The year is 1991. On a San Francisco street, Ian Christian Hamilton is cut down by two bullets. Two days later, in Sonoma, popular musician Edward Hayes is found brutally murdered in his home recording studio. Sonoma County Deputy Sheriff Ben Hyatt comes across a journal that indicates that Hayes and Hamilton were roommates 22 years earlier. He contacts San Francisco Detective Joe D’Alessandro, who is weeks away from mandatory retirement. “Maybe you and I are looking for the same somebody,” Hyatt clues him in. As they track down leads, events unfold through Hayes’ journal entries, which include love letters and magazine clippings, and time shifts that reveal the who and why. One acquaintance refers to the victims as “harmless oddballs.” They are anything but.
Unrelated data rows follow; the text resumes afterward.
//! Pure balance arithmetic.
//!
//! Every balance mutation the engine performs is computed here first and
//! written back as explicit values, never as `SET x = x - n` against
//! unvalidated state. Keeping the arithmetic pure makes the conservation
//! invariants property-testable without a database.

/// Escrow- or category-level balance triple. Conservation invariant:
/// `total == remaining + spent` at all times.
#[derive(Debug, Clone, Copy, PartialEq, Eq)]
pub struct Balances {
    pub total: i64,
    pub remaining: i64,
    pub spent: i64,
}

impl Balances {
    pub fn new(total: i64) -> Self {
        Balances {
            total,
            remaining: total,
            spent: 0,
        }
    }

    pub fn conserved(&self) -> bool {
        self.remaining >= 0 && self.spent >= 0 && self.total == self.remaining + self.spent
    }

    /// Move `amount` from remaining to spent. `None` when remaining is
    /// insufficient; the caller maps that to the domain error.
    pub fn reserve(&self, amount: i64) -> Option<Balances> {
        if amount <= 0 || self.remaining < amount {
            return None;
        }
        Some(Balances {
            total: self.total,
            remaining: self.remaining - amount,
            spent: self.spent + amount,
        })
    }

    /// Compensating action for a rejected reservation: move `amount` back
    /// from spent to remaining.
    pub fn restore(&self, amount: i64) -> Option<Balances> {
        if amount <= 0 || self.spent < amount {
            return None;
        }
        Some(Balances {
            total: self.total,
            remaining: self.remaining + amount,
            spent: self.spent - amount,
        })
    }

    /// Terminal sweep: the whole remaining balance leaves the escrow as a
    /// refund/expiry-return settlement. Returns the post-sweep balances and
    /// the swept amount.
    pub fn sweep(&self) -> (Balances, i64) {
        let swept = self.remaining;
        (
            Balances {
                total: self.total,
                remaining: 0,
                spent: self.spent + swept,
            },
            swept,
        )
    }
}

/// Per-recipient, per-calendar-day spend window. Conservation invariant:
/// `limit == spent_today + remaining_today`.
#[derive(Debug, Clone, Copy, PartialEq, Eq)]
pub struct DayWindow {
    pub limit: i64,
    pub spent_today: i64,
    pub remaining_today: i64,
    pub tx_count: i32,
}

impl DayWindow {
    pub fn new(limit: i64) -> Self {
        DayWindow {
            limit,
            spent_today: 0,
            remaining_today: limit,
            tx_count: 0,
        }
    }

    pub fn conserved(&self) -> bool {
        self.spent_today >= 0
            && self.remaining_today >= 0
            && self.limit == self.spent_today + self.remaining_today
    }

    pub fn reserve(&self, amount: i64) -> Option<DayWindow> {
        if amount <= 0 || self.remaining_today < amount {
            return None;
        }
        Some(DayWindow {
            limit: self.limit,
            spent_today: self.spent_today + amount,
            remaining_today: self.remaining_today - amount,
            tx_count: self.tx_count + 1,
        })
    }

    pub fn restore(&self, amount: i64) -> Option<DayWindow> {
        if amount <= 0 || self.spent_today < amount {
            return None;
        }
        Some(DayWindow {
            limit: self.limit,
            spent_today: self.spent_today - amount,
            remaining_today: self.remaining_today + amount,
            tx_count: self.tx_count,
        })
    }
}

/// Category allocations must cover the escrow total exactly, with positive
/// lines and no duplicate names (checked separately at the DTO layer).
pub fn allocations_match_total(allocations: &[i64], total: i64) -> bool {
    if allocations.is_empty() || allocations.iter().any(|a| *a <= 0) {
        return false;
    }
    let mut sum: i64 = 0;
    for a in allocations {
        sum = match sum.checked_add(*a) {
            Some(s) => s,
            None => return false,
        };
    }
    sum == total
}

#[cfg(test)]
mod tests {
    use super::*;

    #[test]
    fn test_reserve_moves_remaining_to_spent() {
        let b = Balances::new(50_000);
        let after = b.reserve(10_000).unwrap();
        assert_eq!(after.remaining, 40_000);
        assert_eq!(after.spent, 10_000);
        assert!(after.conserved());
    }

    #[test]
    fn test_reserve_insufficient() {
        let b = Balances::new(5_000);
        assert!(b.reserve(5_001).is_none());
        assert!(b.reserve(0).is_none());
        assert!(b.reserve(-1).is_none());
        // Exact drain is allowed
        assert!(b.reserve(5_000).is_some());
    }

    #[test]
    fn test_restore_is_exact_inverse_of_reserve() {
        let b = Balances::new(50_000);
        let reserved = b.reserve(12_345).unwrap();
        let restored = reserved.restore(12_345).unwrap();
        assert_eq!(restored, b);
    }

    #[test]
    fn test_sweep_zeroes_remaining() {
        let b = Balances::new(50_000).reserve(10_000).unwrap();
        let (after, swept) = b.sweep();
        assert_eq!(swept, 40_000);
        assert_eq!(after.remaining, 0);
        assert_eq!(after.spent, 50_000);
        assert!(after.conserved());
    }

    #[test]
    fn test_day_window_reserve_and_restore() {
        let w = DayWindow::new(50_000);
        let after = w.reserve(20_000).unwrap();
        assert_eq!(after.remaining_today, 30_000);
        assert_eq!(after.tx_count, 1);
        assert!(after.conserved());

        // Restoration does not un-count the transaction
        let restored = after.restore(20_000).unwrap();
        assert_eq!(restored.remaining_today, 50_000);
        assert_eq!(restored.tx_count, 1);
        assert!(restored.conserved());
    }

    #[test]
    fn test_day_window_never_exceeds_limit() {
        let w = DayWindow::new(50_000);
        let w = w.reserve(20_000).unwrap();
        let w = w.reserve(20_000).unwrap();
        assert!(w.reserve(20_000).is_none());
        assert!(w.spent_today <= w.limit);
    }

    #[test]
    fn test_allocations_match_total() {
        assert!(allocations_match_total(&[30_000, 20_000], 50_000));
        assert!(!allocations_match_total(&[30_000, 20_000], 49_999));
        assert!(!allocations_match_total(&[], 0));
        assert!(!allocations_match_total(&[50_000, -1, 1], 50_000));
    }
}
Hamilton was a wealthy sociopath (notes his ex-wife: “I once asked him where he got the idea he could do whatever he wanted. He said, ‘Where do you get the idea I can’t’ ”). Hayes, disowned by his own wealthy father after being outed as gay, was a prodigious musical talent and seemed poised for stardom after teaming with David Copeland, another Grove Street roommate and a gifted songwriter. (Rolling Stone magazine compares Copeland to James Taylor.) Copeland, much to Hayes’ distress, is focused on teaching and his girlfriend, Kate Anderson. In his enjoyable tale, Mayfield (In the Driver’s Seat, 2011) has an engaging, crisp, spare style when it comes to dialogue that drives the story forward, as in this introductory exchange between “crusty old-timer” D’Alessandro and Hyatt: “You married?” “Not anymore.” “Veteran?” “Army. Vietnam. Infantry.” “Army. Korea. Infantry.” This is the beginning of a beautiful friendship, and if they are teamed up again, one hopes they are given more to do. Readers—privy to information they don’t have—will be mostly one step ahead of them.
A brisk and entertaining read; less a mystery than an affecting character study and rumination on letting go of the past.